Stored items from a collection:
- - -

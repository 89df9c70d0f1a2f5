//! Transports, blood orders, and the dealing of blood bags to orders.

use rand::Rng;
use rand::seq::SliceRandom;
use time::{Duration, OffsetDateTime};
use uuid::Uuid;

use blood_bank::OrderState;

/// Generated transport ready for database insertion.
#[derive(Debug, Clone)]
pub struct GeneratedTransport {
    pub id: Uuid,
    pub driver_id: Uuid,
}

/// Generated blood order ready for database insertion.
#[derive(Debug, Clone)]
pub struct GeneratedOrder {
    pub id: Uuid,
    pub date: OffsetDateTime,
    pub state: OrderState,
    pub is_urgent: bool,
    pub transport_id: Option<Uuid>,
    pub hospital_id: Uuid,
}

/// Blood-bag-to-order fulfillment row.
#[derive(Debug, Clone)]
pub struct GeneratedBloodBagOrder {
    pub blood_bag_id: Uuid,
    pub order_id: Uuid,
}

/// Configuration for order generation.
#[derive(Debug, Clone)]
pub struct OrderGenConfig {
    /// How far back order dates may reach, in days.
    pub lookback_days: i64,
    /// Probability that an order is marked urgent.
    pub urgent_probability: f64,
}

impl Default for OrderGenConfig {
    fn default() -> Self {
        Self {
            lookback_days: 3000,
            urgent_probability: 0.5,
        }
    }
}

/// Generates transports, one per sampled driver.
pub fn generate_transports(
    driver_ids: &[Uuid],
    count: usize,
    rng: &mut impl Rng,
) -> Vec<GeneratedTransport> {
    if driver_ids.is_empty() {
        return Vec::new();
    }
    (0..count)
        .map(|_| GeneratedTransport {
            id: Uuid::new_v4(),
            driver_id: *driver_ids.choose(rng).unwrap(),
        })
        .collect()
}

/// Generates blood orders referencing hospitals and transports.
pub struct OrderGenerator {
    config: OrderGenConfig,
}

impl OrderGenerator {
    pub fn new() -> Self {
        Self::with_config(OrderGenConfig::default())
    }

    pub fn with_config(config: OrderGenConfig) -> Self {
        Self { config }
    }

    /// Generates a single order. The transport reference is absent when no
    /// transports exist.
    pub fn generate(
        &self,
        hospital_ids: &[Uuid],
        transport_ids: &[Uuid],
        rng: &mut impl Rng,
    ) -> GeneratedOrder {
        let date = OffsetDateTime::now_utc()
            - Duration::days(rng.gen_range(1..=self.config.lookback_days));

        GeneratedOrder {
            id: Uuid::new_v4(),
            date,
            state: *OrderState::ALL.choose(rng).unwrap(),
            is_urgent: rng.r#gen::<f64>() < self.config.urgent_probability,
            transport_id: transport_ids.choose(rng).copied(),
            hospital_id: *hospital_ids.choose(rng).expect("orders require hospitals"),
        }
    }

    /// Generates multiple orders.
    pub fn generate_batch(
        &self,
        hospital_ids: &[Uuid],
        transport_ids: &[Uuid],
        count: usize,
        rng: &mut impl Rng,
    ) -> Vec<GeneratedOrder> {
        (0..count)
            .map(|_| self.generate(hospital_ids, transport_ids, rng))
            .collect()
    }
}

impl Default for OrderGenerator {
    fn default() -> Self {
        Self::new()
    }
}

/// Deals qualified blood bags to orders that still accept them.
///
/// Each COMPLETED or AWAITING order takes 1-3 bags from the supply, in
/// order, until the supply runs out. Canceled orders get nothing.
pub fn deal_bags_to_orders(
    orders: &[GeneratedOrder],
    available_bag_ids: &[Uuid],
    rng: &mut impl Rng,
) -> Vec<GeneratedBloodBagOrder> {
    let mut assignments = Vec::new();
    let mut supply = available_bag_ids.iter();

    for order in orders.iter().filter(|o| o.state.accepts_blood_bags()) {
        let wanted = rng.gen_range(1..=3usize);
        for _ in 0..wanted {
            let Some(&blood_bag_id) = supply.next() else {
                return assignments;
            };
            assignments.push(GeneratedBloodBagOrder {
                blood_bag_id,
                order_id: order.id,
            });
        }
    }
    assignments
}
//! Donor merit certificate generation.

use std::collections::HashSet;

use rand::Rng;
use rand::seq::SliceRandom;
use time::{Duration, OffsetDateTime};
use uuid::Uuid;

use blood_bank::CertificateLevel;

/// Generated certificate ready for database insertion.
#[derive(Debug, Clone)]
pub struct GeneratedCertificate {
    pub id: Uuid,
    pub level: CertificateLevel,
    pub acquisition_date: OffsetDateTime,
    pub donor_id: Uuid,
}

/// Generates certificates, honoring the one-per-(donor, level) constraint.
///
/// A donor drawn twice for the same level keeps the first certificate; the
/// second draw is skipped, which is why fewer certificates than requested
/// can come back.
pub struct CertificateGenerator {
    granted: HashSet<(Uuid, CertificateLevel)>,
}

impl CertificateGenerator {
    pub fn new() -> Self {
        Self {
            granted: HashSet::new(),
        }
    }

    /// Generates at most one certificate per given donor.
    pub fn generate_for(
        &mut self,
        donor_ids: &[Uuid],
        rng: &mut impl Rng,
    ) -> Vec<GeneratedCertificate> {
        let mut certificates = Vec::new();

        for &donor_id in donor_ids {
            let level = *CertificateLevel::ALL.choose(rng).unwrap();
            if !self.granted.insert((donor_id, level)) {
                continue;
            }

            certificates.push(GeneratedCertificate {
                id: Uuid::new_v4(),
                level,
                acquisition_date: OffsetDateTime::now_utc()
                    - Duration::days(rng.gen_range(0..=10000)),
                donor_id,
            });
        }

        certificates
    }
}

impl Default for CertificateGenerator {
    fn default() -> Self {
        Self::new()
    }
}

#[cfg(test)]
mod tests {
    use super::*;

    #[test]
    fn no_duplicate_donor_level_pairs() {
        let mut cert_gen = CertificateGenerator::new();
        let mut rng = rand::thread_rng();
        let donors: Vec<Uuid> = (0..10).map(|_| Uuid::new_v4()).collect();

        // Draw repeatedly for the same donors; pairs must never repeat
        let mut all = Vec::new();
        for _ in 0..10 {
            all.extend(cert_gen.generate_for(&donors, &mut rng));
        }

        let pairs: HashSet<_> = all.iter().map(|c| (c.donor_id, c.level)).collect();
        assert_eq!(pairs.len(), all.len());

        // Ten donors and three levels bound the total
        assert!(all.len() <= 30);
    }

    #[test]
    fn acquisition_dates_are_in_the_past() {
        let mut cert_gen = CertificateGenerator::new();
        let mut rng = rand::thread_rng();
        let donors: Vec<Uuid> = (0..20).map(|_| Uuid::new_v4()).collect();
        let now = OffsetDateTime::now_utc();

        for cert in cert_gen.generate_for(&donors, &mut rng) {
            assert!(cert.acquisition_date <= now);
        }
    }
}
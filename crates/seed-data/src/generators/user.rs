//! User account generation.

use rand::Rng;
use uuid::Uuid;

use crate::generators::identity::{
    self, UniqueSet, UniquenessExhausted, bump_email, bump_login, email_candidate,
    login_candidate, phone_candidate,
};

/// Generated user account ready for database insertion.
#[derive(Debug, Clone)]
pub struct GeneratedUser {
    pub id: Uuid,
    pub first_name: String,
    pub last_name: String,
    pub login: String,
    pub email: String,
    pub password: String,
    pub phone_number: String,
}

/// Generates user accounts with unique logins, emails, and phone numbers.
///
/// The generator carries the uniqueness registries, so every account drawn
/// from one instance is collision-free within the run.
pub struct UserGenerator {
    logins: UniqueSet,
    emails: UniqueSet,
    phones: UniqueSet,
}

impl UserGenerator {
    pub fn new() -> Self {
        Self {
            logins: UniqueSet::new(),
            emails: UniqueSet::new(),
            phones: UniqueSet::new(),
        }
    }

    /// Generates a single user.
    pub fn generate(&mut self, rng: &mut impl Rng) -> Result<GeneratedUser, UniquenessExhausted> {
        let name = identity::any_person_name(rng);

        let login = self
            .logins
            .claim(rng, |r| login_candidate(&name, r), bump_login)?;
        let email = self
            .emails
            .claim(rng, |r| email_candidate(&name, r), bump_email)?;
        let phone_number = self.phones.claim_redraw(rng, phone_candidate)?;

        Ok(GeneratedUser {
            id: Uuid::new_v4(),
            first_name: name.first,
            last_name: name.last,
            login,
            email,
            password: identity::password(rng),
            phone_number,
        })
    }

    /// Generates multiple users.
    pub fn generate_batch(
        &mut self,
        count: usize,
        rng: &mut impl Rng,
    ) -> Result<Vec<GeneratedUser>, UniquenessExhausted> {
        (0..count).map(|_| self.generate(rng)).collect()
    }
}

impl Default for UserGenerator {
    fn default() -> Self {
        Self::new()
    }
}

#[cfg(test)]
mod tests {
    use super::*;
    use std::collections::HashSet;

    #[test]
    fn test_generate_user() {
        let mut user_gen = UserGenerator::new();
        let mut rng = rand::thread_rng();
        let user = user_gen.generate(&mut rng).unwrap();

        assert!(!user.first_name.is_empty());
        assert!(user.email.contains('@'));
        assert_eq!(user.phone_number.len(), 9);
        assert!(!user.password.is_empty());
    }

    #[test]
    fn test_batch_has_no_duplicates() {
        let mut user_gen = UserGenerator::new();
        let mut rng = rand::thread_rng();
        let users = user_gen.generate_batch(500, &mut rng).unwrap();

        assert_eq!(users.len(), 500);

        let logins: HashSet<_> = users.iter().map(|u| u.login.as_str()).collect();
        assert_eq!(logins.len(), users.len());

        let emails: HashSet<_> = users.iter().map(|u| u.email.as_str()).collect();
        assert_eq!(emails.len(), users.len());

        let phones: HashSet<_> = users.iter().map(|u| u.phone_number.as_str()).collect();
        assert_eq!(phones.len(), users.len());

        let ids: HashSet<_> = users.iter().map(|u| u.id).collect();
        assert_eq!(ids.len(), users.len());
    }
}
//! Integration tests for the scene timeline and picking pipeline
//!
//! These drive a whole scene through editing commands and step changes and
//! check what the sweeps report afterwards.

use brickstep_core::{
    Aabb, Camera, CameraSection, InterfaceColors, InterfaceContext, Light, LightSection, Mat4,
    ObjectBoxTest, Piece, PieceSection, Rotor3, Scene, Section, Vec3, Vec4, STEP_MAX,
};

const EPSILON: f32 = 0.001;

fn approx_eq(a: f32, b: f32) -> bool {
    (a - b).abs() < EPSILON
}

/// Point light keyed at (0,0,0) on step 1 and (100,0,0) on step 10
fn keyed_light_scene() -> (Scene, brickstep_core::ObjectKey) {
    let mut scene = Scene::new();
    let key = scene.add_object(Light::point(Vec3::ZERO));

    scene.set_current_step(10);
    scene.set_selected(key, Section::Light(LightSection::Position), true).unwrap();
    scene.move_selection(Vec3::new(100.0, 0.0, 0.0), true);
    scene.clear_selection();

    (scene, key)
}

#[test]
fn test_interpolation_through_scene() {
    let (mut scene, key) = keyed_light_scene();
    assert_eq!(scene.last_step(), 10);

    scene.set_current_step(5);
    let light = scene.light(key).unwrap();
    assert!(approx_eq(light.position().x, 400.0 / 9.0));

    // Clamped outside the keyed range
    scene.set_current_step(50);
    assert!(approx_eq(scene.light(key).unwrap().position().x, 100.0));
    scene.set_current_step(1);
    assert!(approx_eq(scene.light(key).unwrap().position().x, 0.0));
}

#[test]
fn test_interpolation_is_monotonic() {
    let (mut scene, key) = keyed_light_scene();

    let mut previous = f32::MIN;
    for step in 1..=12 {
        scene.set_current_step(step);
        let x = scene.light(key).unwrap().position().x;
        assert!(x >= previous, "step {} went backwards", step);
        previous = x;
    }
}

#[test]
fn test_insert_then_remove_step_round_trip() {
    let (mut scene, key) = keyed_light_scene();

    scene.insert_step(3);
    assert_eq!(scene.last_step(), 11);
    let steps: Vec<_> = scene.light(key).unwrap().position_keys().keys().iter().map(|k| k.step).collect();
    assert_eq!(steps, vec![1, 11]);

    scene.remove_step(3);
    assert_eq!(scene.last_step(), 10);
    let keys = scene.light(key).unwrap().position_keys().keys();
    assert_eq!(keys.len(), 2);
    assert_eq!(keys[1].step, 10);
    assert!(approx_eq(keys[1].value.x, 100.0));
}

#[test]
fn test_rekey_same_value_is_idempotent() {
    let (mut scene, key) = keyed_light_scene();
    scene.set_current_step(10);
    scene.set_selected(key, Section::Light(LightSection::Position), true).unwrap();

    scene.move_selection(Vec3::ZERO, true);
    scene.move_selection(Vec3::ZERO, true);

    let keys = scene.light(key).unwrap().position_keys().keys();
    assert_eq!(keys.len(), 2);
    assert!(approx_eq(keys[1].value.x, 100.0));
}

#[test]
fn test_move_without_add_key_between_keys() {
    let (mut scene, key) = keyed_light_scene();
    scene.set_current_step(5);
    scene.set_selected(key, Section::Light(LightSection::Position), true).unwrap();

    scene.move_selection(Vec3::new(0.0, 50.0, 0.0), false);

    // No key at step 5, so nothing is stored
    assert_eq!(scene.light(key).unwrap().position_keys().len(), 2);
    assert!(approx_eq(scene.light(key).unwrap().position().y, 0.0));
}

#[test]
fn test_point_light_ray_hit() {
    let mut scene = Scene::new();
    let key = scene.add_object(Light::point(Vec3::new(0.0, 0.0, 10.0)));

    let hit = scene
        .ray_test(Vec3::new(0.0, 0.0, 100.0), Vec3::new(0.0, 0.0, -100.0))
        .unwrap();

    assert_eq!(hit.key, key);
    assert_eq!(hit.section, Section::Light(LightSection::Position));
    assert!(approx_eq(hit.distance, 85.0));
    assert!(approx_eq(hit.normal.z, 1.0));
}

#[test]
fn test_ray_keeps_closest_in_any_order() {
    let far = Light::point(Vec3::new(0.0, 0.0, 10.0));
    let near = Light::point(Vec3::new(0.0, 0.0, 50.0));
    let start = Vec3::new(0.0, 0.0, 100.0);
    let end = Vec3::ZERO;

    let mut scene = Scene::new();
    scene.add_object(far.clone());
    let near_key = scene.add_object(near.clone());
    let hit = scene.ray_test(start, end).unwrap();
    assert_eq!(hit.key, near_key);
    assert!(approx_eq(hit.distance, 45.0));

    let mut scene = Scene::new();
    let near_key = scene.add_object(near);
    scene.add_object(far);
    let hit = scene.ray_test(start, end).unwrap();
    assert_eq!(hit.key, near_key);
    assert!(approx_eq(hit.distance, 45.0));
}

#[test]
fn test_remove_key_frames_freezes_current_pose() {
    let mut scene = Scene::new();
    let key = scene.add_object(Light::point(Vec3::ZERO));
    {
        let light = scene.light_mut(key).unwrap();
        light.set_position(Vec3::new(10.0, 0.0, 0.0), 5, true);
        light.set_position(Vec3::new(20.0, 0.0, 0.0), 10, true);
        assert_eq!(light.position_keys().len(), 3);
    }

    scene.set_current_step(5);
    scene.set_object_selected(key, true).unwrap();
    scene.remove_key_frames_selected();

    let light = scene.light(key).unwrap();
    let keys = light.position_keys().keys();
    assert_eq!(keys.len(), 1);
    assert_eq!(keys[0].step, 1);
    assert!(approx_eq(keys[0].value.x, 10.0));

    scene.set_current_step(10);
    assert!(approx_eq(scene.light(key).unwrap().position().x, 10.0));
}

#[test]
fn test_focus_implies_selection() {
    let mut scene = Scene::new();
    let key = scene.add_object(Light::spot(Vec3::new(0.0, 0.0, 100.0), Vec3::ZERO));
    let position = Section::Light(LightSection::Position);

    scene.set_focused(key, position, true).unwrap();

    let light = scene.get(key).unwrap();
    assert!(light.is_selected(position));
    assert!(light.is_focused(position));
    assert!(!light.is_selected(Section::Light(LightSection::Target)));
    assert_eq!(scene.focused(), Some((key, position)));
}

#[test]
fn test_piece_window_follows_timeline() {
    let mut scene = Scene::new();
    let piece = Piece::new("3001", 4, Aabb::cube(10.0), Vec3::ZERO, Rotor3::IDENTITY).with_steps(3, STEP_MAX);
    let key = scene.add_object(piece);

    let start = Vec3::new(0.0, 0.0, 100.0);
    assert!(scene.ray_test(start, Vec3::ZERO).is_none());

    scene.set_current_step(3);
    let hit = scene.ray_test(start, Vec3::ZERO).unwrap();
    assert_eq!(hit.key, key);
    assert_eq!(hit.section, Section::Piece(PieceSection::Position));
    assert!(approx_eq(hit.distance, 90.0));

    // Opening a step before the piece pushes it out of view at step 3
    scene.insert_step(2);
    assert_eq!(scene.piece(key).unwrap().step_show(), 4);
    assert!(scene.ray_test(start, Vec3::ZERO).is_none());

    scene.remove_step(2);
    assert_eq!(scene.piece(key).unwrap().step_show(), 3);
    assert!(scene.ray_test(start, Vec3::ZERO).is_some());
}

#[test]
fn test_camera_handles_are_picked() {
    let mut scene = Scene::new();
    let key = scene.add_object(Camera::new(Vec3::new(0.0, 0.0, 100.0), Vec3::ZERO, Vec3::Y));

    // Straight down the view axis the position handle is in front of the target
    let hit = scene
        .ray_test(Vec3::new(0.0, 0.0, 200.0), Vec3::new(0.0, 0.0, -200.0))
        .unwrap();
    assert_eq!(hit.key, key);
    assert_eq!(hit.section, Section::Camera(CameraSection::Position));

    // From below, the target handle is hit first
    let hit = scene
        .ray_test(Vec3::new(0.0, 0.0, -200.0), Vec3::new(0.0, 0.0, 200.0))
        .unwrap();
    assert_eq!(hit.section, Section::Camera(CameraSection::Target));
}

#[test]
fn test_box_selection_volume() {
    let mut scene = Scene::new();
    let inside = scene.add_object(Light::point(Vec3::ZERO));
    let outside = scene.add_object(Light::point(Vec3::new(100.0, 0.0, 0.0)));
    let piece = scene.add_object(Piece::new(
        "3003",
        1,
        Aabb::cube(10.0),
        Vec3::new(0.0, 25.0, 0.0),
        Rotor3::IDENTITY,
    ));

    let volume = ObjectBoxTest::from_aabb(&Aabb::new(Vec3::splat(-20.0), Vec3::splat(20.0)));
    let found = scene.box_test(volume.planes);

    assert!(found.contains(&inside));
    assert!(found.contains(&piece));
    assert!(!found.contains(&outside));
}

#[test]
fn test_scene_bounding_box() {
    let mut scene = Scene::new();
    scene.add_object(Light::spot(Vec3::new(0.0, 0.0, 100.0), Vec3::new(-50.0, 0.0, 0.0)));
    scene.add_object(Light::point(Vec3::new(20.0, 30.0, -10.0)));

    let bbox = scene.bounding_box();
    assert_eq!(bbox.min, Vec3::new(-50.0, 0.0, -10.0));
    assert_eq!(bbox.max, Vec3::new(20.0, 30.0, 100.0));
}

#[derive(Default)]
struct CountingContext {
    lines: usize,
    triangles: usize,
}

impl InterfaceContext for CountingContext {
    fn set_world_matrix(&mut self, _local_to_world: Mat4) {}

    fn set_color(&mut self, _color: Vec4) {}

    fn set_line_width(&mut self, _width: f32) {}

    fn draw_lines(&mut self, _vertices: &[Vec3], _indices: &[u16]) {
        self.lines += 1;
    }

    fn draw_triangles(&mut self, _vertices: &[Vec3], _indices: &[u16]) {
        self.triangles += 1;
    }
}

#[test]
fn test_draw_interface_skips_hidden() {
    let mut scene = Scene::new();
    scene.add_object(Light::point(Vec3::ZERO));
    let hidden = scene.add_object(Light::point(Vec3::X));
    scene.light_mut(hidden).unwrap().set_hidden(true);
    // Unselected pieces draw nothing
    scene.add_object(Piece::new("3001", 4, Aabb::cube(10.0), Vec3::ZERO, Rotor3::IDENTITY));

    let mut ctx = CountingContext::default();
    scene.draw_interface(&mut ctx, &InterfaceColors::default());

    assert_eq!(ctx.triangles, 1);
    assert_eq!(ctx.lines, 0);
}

- - -

The lines above that hold the string "bbox" are to be located and copied.

    let bbox = scene.bounding_box();
    assert_eq!(bbox.min, Vec3::new(-50.0, 0.0, -10.0));
    assert_eq!(bbox.max, Vec3::new(20.0, 30.0, 100.0));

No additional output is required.